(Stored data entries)
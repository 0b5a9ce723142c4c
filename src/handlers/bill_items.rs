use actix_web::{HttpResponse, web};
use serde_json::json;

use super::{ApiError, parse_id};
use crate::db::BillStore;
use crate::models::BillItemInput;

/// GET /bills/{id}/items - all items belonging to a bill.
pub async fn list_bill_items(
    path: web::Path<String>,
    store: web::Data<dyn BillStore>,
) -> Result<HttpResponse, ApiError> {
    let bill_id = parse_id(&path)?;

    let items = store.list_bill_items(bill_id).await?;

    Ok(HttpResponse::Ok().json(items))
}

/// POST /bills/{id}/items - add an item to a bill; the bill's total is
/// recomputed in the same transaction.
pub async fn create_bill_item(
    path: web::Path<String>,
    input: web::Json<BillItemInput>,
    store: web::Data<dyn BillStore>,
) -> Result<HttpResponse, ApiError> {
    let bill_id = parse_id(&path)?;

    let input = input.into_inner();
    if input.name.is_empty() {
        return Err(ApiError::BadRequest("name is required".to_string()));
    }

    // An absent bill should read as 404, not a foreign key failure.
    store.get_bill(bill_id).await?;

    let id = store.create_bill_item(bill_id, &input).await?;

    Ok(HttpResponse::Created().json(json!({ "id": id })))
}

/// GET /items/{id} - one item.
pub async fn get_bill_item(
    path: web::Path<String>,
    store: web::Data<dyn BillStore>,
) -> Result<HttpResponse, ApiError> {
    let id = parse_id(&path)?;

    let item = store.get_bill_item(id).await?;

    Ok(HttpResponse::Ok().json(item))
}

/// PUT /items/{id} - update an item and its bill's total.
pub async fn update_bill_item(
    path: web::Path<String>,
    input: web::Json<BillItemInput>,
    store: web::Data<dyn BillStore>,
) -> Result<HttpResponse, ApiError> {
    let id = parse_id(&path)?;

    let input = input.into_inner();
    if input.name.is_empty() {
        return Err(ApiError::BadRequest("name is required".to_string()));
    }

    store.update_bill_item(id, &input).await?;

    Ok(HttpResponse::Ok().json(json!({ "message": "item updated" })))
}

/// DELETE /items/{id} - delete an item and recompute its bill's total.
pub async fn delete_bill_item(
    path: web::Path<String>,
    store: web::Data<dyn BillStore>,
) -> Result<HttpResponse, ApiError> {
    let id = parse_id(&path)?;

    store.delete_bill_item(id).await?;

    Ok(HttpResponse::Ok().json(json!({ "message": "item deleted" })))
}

▶ **YOUR TASK**
How many lines of the records contain the string "total"? Respond with the number alone.

▶ **EXERCISE SOLUTION**
3